Source code in .venv/lib/python3.10/site-packages/scanpy/tools/_umap.py

@old_positionals(
    "min_dist",
    "spread",
    "n_components",
    "maxiter",
    "alpha",
    "gamma",
    "negative_sample_rate",
    "init_pos",
    "random_state",
    "a",
    "b",
    "copy",
    "method",
    "neighbors_key",
)
def umap(  # noqa: PLR0913, PLR0915
    adata: AnnData,
    *,
    min_dist: float = 0.5,
    spread: float = 1.0,
    n_components: int = 2,
    maxiter: int | None = None,
    alpha: float = 1.0,
    gamma: float = 1.0,
    negative_sample_rate: int = 5,
    init_pos: _InitPos | np.ndarray | None = "spectral",
    random_state: _LegacyRandom = 0,
    a: float | None = None,
    b: float | None = None,
    method: Literal["umap", "rapids"] = "umap",
    key_added: str | None = None,
    neighbors_key: str = "neighbors",
    copy: bool = False,
) -> AnnData | None:
    r"""Embed the neighborhood graph using UMAP :cite:p:`McInnes2018`.
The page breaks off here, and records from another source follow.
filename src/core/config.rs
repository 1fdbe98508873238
use std::path::{Path, PathBuf};

/// Directory enumerated by the program, relative to the working directory.
pub const POSTS_DIR: &str = "posts";

/// Link text emitted for every entry.
pub const PLACEHOLDER_TEXT: &str = "Placeholder";

/// Where entries are read from and how their links are written.
#[derive(Debug, Clone, PartialEq, Eq)]
pub struct ListingConfig {
    pub dir: PathBuf,
    pub href_base: String,
    pub link_text: String,
}

impl Default for ListingConfig {
    fn default() -> Self {
        Self {
            dir: PathBuf::from(POSTS_DIR),
            href_base: POSTS_DIR.to_string(),
            link_text: PLACEHOLDER_TEXT.to_string(),
        }
    }
}

impl ListingConfig {
    /// Reads `posts` under `root` instead of the working directory. Links keep
    /// the relative `posts/` prefix.
    pub fn rooted_at(root: impl AsRef<Path>) -> Self {
        Self {
            dir: root.as_ref().join(POSTS_DIR),
            ..Self::default()
        }
    }
}
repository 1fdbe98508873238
use std::io::Write;

use anyhow::{Context, Result};
use clap::Parser;
use postlist::core::config::ListingConfig;
use postlist::core::telemetry::logging::init_logging;
use postlist::services::fs::listing::list_entries;
use postlist::services::html::render_to_string;

/// Print the entries of ./posts as an HTML list, newest name first.
#[derive(Debug, Parser)]
#[command(name = "postlist", version, about)]
struct Cli {
    /// Increase diagnostic output on stderr (-v, -vv, -vvv).
    #[arg(short, long, action = clap::ArgAction::Count)]
    verbose: u8,
}

fn main() -> Result<()> {
    let cli = Cli::parse();
    init_logging(cli.verbose);

    let config = ListingConfig::default();
    let entries = list_entries(&config.dir)?;
    tracing::info!(count = entries.len(), "rendering listing");

    let html = render_to_string(&entries, &config);
    let mut stdout = std::io::stdout().lock();
    stdout
        .write_all(html.as_bytes())
        .context("failed to write listing to stdout")?;
    stdout.flush().context("failed to flush stdout")?;
    Ok(())
}
pub mod core;
pub mod models;
pub mod services;

pub use crate::core::config::ListingConfig;
pub use crate::core::errors::{Error, Result};
pub use crate::models::post_entry::{EntryList, PostEntry};
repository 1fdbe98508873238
pub mod listing;
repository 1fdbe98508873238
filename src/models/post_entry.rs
use std::ffi::OsStr;
use std::fmt;

/// A directory entry, known only by its name.
#[derive(Debug, Clone, PartialEq, Eq, PartialOrd, Ord, Hash)]
pub struct PostEntry {
    name: String,
}

impl PostEntry {
    pub fn new(name: impl Into<String>) -> Self {
        Self { name: name.into() }
    }

    /// Non UTF-8 names are converted lossily.
    pub fn from_os_str(name: impl AsRef<OsStr>) -> Self {
        Self::new(name.as_ref().to_string_lossy().into_owned())
    }

    pub fn name(&self) -> &str {
        &self.name
    }
}

impl fmt::Display for PostEntry {
    fn fmt(&self, f: &mut fmt::Formatter<'_>) -> fmt::Result {
        f.write_str(&self.name)
    }
}

/// Entries of one listing, in descending name order.
#[derive(Debug, Clone, Default, PartialEq, Eq)]
pub struct EntryList {
    entries: Vec<PostEntry>,
}

impl EntryList {
    /// Sorts by byte-wise comparison of the names, largest first.
    pub fn sorted_desc(entries: impl IntoIterator<Item = PostEntry>) -> Self {
        let mut entries: Vec<PostEntry> = entries.into_iter().collect();
        entries.sort_by(|a, b| b.name.cmp(&a.name));
        Self { entries }
    }

    pub fn len(&self) -> usize {
        self.entries.len()
    }

    pub fn is_empty(&self) -> bool {
        self.entries.is_empty()
    }

    pub fn iter(&self) -> std::slice::Iter<'_, PostEntry> {
        self.entries.iter()
    }

    pub fn names(&self) -> impl Iterator<Item = &str> {
        self.entries.iter().map(PostEntry::name)
    }
}

impl<'a> IntoIterator for &'a EntryList {
    type Item = &'a PostEntry;
    type IntoIter = std::slice::Iter<'a, PostEntry>;

    fn into_iter(self) -> Self::IntoIter {
        self.iter()
    }
}

impl FromIterator<PostEntry> for EntryList {
    fn from_iter<I: IntoIterator<Item = PostEntry>>(iter: I) -> Self {
        Self::sorted_desc(iter)
    }
}
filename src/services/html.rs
//! HTML fragment for a listing.
//!
//! Names are written verbatim into both the `href` and the document: no
//! escaping is applied, so names holding `<`, `&` or `"` produce markup as-is.

use crate::core::config::ListingConfig;
use crate::models::post_entry::EntryList;
use std::io::{self, Write};

pub const LIST_OPEN: &str = "<ul>";
pub const LIST_CLOSE: &str = "</ul>";

pub fn render_listing<W: Write>(
    out: &mut W,
    entries: &EntryList,
    config: &ListingConfig,
) -> io::Result<()> {
    writeln!(out, "{LIST_OPEN}")?;
    for entry in entries {
        writeln!(
            out,
            "\t<li><a href=\"{}/{}\">{}</a></li>",
            config.href_base,
            entry.name(),
            config.link_text
        )?;
    }
    writeln!(out, "{LIST_CLOSE}")
}

pub fn render_to_string(entries: &EntryList, config: &ListingConfig) -> String {
    let mut buf = Vec::new();
    // Writing into a Vec cannot fail.
    let _ = render_listing(&mut buf, entries, config);
    String::from_utf8_lossy(&buf).into_owned()
}

#[cfg(test)]
mod tests {
    use super::*;
    use crate::models::post_entry::PostEntry;

    fn list(names: &[&str]) -> EntryList {
        names.iter().copied().map(PostEntry::new).collect()
    }

    #[test]
    fn renders_one_item_per_entry() {
        let html = render_to_string(&list(&["a.md", "c.md", "b.md"]), &ListingConfig::default());
        assert_eq!(
            html,
            "<ul>\n\
             \t<li><a href=\"posts/c.md\">Placeholder</a></li>\n\
             \t<li><a href=\"posts/b.md\">Placeholder</a></li>\n\
             \t<li><a href=\"posts/a.md\">Placeholder</a></li>\n\
             </ul>\n"
        );
    }

    #[test]
    fn empty_listing_is_still_a_list() {
        let html = render_to_string(&EntryList::default(), &ListingConfig::default());
        assert_eq!(html, "<ul>\n</ul>\n");
    }

    #[test]
    fn special_characters_pass_through() {
        let html = render_to_string(&list(&["a<b&c.md"]), &ListingConfig::default());
        assert!(html.contains("href=\"posts/a<b&c.md\""));
        assert!(!html.contains("&amp;"));
    }

    #[test]
    fn link_text_ignores_name() {
        let html = render_to_string(&list(&["hello.md"]), &ListingConfig::default());
        assert!(html.contains(">Placeholder</a>"));
        assert!(!html.contains(">hello.md</a>"));
    }
}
    UMAP (Uniform Manifold Approximation and Projection) is a manifold learning
    technique suitable for visualizing high-dimensional data. Besides tending to
    be faster than tSNE, it optimizes the embedding such that it best reflects
    the topology of the data, which we represent throughout Scanpy using a
    neighborhood graph. tSNE, by contrast, optimizes the distribution of
    nearest-neighbor distances in the embedding such that these best match the
    distribution of distances in the high-dimensional space.
    We use the implementation of umap-learn_ :cite:p:`McInnes2018`.
    For a few comparisons of UMAP with tSNE, see :cite:t:`Becht2018`.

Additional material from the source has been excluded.